— What is needed —
Reproduce every record precisely, leaving no line out.

— Data —
►

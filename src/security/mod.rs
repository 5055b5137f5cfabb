// Request security: input validation, per-client rate limiting, and the
// per-endpoint query statistics registry.

mod metrics;
mod rate_limit;
pub mod validate;

pub use metrics::QueryStats;
pub use rate_limit::{RateLimitConfig, RateLimiter};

◄

— Result for this task —
filename src/security/mod.rs
repository 5055b5137f5cfabb
// Request security: input validation, per-client rate limiting, and the
// per-endpoint query statistics registry.

mod metrics;
mod rate_limit;
pub mod validate;

pub use metrics::QueryStats;
pub use rate_limit::{RateLimitConfig, RateLimiter};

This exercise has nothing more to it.